I have long time friend, guy had first high end audio system I ever had the pleasure to hear, how I became addicted. Anyway, he eventually became audio engineer and now owns a sound reinforcement company. Over time he left audio hobby for the production side of business, great audio equipment morphed into great recording equipment. He's got the best of best of everything, I've been to a number of concerts he provided sound for, by far the best sound quality I've heard at a live show, and I've been to literally thousands of them. The few studio projects he engineered are also best of best. And this work with jazz, reggae, rock, experimental electronica, electronic dance music, many genres. If only all recordings and concerts were done with such care!!! Audiophile production people sure are rare breed, wonder why no audiophile has ever started a school or mentoring program for people wanting to get into audio production, Perhaps too old school a thought when home recording equipment so ubiquitous, and probably who you know rather than particular talents to work in recording studios.

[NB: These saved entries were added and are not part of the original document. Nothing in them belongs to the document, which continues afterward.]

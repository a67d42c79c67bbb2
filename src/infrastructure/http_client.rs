//! HTTP browsing session for server-rendered pages
//!
//! Rate-limited reqwest client shared by the listing session and every detail
//! context. Readiness is checked once against the fetched markup, there is
//! nothing to poll for in a static response.

use async_trait::async_trait;
use governor::{
    Quota, RateLimiter,
    clock::DefaultClock,
    state::{InMemoryState, direct::NotKeyed},
};
use reqwest::{
    Client,
    header::{ACCEPT_LANGUAGE, HeaderMap, HeaderValue, USER_AGENT},
};
use scraper::{Html, Selector};
use std::num::NonZeroU32;
use std::sync::Arc;
use std::sync::atomic::{AtomicUsize, Ordering};
use std::time::Duration;
use tracing::{debug, info};

use anyhow::{Context, Result};

use super::browsing::{BrowsingSession, DocumentContext, ListingDocument, ReadyCondition};
use super::config::SiteConfig;
use super::fetch_error::FetchFailure;

/// HTTP client configuration for crawling
#[derive(Debug, Clone)]
pub struct HttpClientConfig {
    pub user_agent: String,
    pub max_requests_per_second: u32,
}

impl From<&SiteConfig> for HttpClientConfig {
    fn from(site: &SiteConfig) -> Self {
        Self {
            user_agent: site.user_agent.clone(),
            max_requests_per_second: site.max_requests_per_second,
        }
    }
}

struct HttpClientInner {
    client: Client,
    rate_limiter: RateLimiter<NotKeyed, InMemoryState, DefaultClock>,
}

impl HttpClientInner {
    /// Fetch a URL as text, bounded by `timeout` including the body read
    async fn fetch_text(&self, url: &str, timeout: Duration) -> Result<String, FetchFailure> {
        self.rate_limiter.until_ready().await;

        debug!("Fetching URL: {}", url);

        let request = async {
            let response = self
                .client
                .get(url)
                .send()
                .await
                .map_err(|e| map_reqwest_error(url, timeout, &e))?;

            let status = response.status();
            if !status.is_success() {
                return Err(FetchFailure::HttpStatus {
                    url: url.to_string(),
                    status: status.as_u16(),
                });
            }

            response
                .text()
                .await
                .map_err(|e| map_reqwest_error(url, timeout, &e))
        };

        let text = tokio::time::timeout(timeout, request)
            .await
            .map_err(|_| FetchFailure::timeout(url, timeout))??;

        debug!("Successfully fetched: {} ({} chars)", url, text.len());
        Ok(text)
    }
}

fn map_reqwest_error(url: &str, timeout: Duration, err: &reqwest::Error) -> FetchFailure {
    if err.is_timeout() {
        FetchFailure::timeout(url, timeout)
    } else {
        FetchFailure::transport(url, err)
    }
}

/// True when `selector` matches something in `html`; an unparsable selector
/// counts as ready so a bad readiness hint never blocks a load
fn markup_is_ready(html: &str, selector: &str) -> bool {
    match Selector::parse(selector) {
        Ok(selector) => Html::parse_document(html).select(&selector).next().is_some(),
        Err(_) => true,
    }
}

/// Rate-limited HTTP implementation of [`BrowsingSession`]
pub struct HttpBrowsingSession {
    inner: Arc<HttpClientInner>,
    config: HttpClientConfig,
    open_contexts: Arc<AtomicUsize>,
}

impl HttpBrowsingSession {
    pub fn new(config: HttpClientConfig) -> Result<Self> {
        let mut headers = HeaderMap::new();
        headers.insert(
            USER_AGENT,
            HeaderValue::from_str(&config.user_agent).context("Invalid user agent")?,
        );
        headers.insert(ACCEPT_LANGUAGE, HeaderValue::from_static("nb-NO,nb;q=0.9,no;q=0.8"));

        let client = Client::builder()
            .default_headers(headers)
            .redirect(reqwest::redirect::Policy::limited(10))
            .build()
            .context("Failed to create HTTP client")?;

        let quota = Quota::per_second(
            NonZeroU32::new(config.max_requests_per_second)
                .context("Rate limit must be greater than 0")?,
        );

        Ok(Self {
            inner: Arc::new(HttpClientInner {
                client,
                rate_limiter: RateLimiter::direct(quota),
            }),
            config,
            open_contexts: Arc::new(AtomicUsize::new(0)),
        })
    }

    pub fn config(&self) -> &HttpClientConfig {
        &self.config
    }

    /// Detail contexts currently open
    pub fn open_contexts(&self) -> usize {
        self.open_contexts.load(Ordering::SeqCst)
    }
}

#[async_trait]
impl BrowsingSession for HttpBrowsingSession {
    async fn load_listing(
        &self,
        url: &str,
        timeout: Duration,
        ready: &ReadyCondition,
    ) -> Result<ListingDocument, FetchFailure> {
        let html = self.inner.fetch_text(url, timeout).await?;
        if !markup_is_ready(&html, &ready.selector) {
            debug!("Listing {} has no '{}' in its markup", url, ready.selector);
        }
        Ok(ListingDocument::complete(html))
    }

    async fn open_context(&self) -> Result<Box<dyn DocumentContext>, FetchFailure> {
        self.open_contexts.fetch_add(1, Ordering::SeqCst);
        Ok(Box::new(HttpDocumentContext {
            inner: Arc::clone(&self.inner),
            open_contexts: Arc::clone(&self.open_contexts),
            closed: false,
        }))
    }

    async fn shutdown(&self) -> Result<()> {
        info!("HTTP browsing session closed");
        Ok(())
    }
}

/// Detail context over the shared client; holds no connection of its own
pub struct HttpDocumentContext {
    inner: Arc<HttpClientInner>,
    open_contexts: Arc<AtomicUsize>,
    closed: bool,
}

impl HttpDocumentContext {
    fn release(&mut self) {
        if !self.closed {
            self.closed = true;
            self.open_contexts.fetch_sub(1, Ordering::SeqCst);
        }
    }
}

#[async_trait]
impl DocumentContext for HttpDocumentContext {
    async fn load(
        &mut self,
        url: &str,
        timeout: Duration,
        ready: &ReadyCondition,
    ) -> Result<String, FetchFailure> {
        if self.closed {
            return Err(FetchFailure::browser("document context already closed"));
        }
        let html = self.inner.fetch_text(url, timeout).await?;
        if !markup_is_ready(&html, &ready.selector) {
            debug!("Detail {} has no '{}' in its markup", url, ready.selector);
        }
        Ok(html)
    }

    async fn close(&mut self) -> Result<()> {
        self.release();
        Ok(())
    }
}

impl Drop for HttpDocumentContext {
    fn drop(&mut self) {
        self.release();
    }
}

And I've yet to be convinced that ever increasing resolving capabilities are detrimental to recordings of at least low side of mediocre. I play plenty of these quality recordings, some may even label them as poor quality, and they only sound better as the resolution of my system increases. I hear the warts, but the continuing and ever increasing sense of real live performers in listening room far outweighs the warts. And this not some new sensation such that the novelty of newfound resolving capabilities has blinded me to the warts.
Since I"m solely into streaming these days, vast majority of upgrades in recent years have been in streaming equipment, and believe me, plenty of opportunities with upgradies in streaming. My digital sounds more analog over time so the added resolution has gone hand in hand with a more natural timbre, this makes the lesser recordings sound better on two fronts. I presume this two handed improvement will continue over time which means there would be no downside to increasing resolution. I should add, my system is not coloring or obscuring recordings in the least, my dac uses ESS Sabre 9038 pro chips, many would characterize sabre chip dacs as highly resolving and clinical. I hear the resolution, not the clinical. Point I'm trying to make is my system is not hiding warts.
I believe with the right combination of equipment the vast majority of recordings can be made to sound better with higher resolution. I'd hate to believe a higher resolving system would make more recordings unlistenable, I'd quit trying to evolve my system.